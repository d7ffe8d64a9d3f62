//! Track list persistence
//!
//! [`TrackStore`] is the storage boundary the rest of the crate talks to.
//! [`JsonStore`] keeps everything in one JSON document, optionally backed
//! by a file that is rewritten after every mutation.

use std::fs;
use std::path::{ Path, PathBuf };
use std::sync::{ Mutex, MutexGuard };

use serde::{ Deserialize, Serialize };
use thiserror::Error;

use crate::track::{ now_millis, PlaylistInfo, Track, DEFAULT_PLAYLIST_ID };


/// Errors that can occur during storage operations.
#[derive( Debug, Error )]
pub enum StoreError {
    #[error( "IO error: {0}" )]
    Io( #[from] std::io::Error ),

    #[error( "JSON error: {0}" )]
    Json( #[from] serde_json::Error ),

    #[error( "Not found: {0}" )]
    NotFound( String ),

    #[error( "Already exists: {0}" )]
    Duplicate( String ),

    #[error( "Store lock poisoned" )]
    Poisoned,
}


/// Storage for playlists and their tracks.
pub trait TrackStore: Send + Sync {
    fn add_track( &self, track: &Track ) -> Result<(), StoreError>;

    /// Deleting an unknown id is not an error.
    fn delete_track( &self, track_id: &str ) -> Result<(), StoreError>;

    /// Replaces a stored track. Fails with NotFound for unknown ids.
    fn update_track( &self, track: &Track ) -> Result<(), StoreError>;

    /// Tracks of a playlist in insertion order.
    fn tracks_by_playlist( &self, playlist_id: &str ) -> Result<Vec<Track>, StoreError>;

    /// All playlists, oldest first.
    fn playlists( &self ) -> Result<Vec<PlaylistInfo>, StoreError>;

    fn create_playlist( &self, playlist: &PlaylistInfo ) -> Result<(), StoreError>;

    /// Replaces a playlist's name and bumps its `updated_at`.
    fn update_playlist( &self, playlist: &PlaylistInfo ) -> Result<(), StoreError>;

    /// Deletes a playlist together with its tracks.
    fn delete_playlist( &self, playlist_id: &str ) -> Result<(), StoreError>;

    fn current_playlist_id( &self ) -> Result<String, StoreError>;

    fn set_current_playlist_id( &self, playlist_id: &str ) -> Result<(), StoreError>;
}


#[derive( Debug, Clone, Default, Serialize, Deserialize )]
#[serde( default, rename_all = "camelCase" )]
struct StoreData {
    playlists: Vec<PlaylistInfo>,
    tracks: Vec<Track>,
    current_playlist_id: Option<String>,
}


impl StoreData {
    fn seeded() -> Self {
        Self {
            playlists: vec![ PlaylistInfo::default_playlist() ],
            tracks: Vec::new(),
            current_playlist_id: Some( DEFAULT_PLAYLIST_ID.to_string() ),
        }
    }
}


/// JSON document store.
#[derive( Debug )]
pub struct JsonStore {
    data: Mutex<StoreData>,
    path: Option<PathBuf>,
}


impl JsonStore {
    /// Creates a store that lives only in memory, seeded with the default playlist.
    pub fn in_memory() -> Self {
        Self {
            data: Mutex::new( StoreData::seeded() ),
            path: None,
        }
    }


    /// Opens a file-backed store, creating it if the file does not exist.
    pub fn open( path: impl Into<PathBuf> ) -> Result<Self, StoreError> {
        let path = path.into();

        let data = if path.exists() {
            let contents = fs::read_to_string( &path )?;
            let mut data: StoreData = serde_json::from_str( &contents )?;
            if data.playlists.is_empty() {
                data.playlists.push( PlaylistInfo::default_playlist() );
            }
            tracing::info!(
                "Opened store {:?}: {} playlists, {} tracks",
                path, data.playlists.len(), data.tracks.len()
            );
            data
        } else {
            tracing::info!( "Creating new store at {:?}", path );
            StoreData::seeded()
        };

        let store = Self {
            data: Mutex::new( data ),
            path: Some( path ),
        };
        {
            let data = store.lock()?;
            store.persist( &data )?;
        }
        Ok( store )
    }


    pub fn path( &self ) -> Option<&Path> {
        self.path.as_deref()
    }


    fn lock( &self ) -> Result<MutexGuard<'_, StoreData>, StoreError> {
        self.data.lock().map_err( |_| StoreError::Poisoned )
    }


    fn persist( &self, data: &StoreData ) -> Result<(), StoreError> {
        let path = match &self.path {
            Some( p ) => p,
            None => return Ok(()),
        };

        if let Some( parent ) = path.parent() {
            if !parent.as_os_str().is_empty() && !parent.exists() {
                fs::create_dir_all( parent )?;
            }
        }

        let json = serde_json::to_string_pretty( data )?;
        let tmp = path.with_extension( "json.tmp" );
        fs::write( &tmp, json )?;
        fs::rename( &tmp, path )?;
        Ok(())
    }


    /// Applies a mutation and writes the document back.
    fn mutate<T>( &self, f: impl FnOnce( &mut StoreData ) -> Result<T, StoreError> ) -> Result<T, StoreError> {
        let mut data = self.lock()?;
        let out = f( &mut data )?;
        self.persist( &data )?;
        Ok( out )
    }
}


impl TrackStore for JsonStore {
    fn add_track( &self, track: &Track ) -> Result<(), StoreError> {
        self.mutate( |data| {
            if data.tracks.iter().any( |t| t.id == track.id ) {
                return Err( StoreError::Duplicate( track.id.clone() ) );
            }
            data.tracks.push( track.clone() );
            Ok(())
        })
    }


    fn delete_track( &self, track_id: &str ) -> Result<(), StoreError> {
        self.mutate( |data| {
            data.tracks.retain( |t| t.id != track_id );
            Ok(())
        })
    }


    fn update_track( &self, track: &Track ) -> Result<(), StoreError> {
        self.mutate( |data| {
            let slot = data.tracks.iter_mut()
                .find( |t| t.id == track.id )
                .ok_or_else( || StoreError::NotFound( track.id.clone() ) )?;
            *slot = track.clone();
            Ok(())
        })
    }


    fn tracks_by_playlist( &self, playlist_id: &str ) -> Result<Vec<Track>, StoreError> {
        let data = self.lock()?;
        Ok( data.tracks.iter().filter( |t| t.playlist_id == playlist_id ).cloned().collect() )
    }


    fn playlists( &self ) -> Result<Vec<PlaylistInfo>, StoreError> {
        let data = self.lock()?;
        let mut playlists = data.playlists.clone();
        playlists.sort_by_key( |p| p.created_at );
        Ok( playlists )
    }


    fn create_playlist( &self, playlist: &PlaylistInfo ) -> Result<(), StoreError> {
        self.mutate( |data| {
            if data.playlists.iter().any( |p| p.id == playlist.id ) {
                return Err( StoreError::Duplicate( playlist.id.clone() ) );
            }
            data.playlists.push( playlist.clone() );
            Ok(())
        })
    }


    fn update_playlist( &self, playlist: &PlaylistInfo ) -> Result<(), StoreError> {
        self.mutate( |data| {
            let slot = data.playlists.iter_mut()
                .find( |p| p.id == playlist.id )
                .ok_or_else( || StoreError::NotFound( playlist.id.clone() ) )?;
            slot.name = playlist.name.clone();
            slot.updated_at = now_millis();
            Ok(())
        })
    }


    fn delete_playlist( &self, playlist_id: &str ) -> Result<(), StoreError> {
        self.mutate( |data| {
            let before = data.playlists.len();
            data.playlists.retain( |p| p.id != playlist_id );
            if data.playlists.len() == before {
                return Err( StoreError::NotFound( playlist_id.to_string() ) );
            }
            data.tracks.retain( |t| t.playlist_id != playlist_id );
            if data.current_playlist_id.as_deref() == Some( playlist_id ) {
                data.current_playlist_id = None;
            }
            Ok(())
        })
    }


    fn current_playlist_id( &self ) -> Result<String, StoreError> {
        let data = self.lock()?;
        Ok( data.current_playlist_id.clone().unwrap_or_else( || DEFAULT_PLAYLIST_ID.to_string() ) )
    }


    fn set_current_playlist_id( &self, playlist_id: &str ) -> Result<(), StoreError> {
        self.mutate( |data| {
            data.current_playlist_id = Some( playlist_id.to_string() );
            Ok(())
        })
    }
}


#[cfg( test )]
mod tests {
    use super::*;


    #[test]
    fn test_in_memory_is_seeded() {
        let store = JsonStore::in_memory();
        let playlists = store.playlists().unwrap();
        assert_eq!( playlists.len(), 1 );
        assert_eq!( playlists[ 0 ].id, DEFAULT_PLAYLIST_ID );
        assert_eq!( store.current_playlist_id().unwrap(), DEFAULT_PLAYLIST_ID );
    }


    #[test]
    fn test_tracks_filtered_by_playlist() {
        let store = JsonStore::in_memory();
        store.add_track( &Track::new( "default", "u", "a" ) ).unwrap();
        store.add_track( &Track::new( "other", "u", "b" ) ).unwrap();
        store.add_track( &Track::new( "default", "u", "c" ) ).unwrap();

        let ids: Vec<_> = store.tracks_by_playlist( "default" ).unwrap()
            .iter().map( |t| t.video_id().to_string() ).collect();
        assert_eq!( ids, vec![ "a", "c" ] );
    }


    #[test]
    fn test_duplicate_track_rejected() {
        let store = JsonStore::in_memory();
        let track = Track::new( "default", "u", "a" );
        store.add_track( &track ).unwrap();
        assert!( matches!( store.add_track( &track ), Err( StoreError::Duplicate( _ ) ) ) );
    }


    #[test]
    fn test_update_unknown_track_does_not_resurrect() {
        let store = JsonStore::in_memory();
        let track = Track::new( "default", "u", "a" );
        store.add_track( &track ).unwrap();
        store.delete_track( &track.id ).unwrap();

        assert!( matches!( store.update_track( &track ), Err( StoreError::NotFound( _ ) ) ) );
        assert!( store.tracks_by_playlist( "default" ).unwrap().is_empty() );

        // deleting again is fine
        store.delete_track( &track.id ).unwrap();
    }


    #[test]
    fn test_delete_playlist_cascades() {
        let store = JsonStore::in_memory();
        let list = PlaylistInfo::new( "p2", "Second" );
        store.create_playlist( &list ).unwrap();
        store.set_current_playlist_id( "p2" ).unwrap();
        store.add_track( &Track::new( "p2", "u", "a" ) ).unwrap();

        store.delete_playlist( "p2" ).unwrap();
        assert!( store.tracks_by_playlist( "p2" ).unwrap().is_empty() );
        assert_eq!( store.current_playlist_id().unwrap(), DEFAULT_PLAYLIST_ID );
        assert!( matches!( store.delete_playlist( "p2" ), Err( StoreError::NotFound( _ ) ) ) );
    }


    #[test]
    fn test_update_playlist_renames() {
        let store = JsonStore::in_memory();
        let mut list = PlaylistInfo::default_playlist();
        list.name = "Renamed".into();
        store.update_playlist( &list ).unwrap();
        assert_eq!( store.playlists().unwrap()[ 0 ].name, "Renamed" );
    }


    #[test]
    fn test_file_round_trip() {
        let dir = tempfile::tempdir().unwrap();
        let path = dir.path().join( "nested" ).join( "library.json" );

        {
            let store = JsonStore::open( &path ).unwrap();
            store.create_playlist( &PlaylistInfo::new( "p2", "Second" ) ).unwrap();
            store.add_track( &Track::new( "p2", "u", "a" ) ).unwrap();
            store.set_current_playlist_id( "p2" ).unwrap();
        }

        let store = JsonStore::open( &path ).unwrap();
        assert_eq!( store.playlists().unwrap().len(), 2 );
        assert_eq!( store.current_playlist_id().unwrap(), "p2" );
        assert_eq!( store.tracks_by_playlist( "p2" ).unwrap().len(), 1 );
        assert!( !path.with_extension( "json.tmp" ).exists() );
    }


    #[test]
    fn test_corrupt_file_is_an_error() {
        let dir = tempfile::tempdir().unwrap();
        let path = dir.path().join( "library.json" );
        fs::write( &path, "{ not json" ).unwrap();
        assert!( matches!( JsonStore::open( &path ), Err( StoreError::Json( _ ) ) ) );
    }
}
====
THE PROBLEM —
Among the lines of the listing, count those containing the word "None". Answer with the count alone.

FINISHED EXERCISE —
3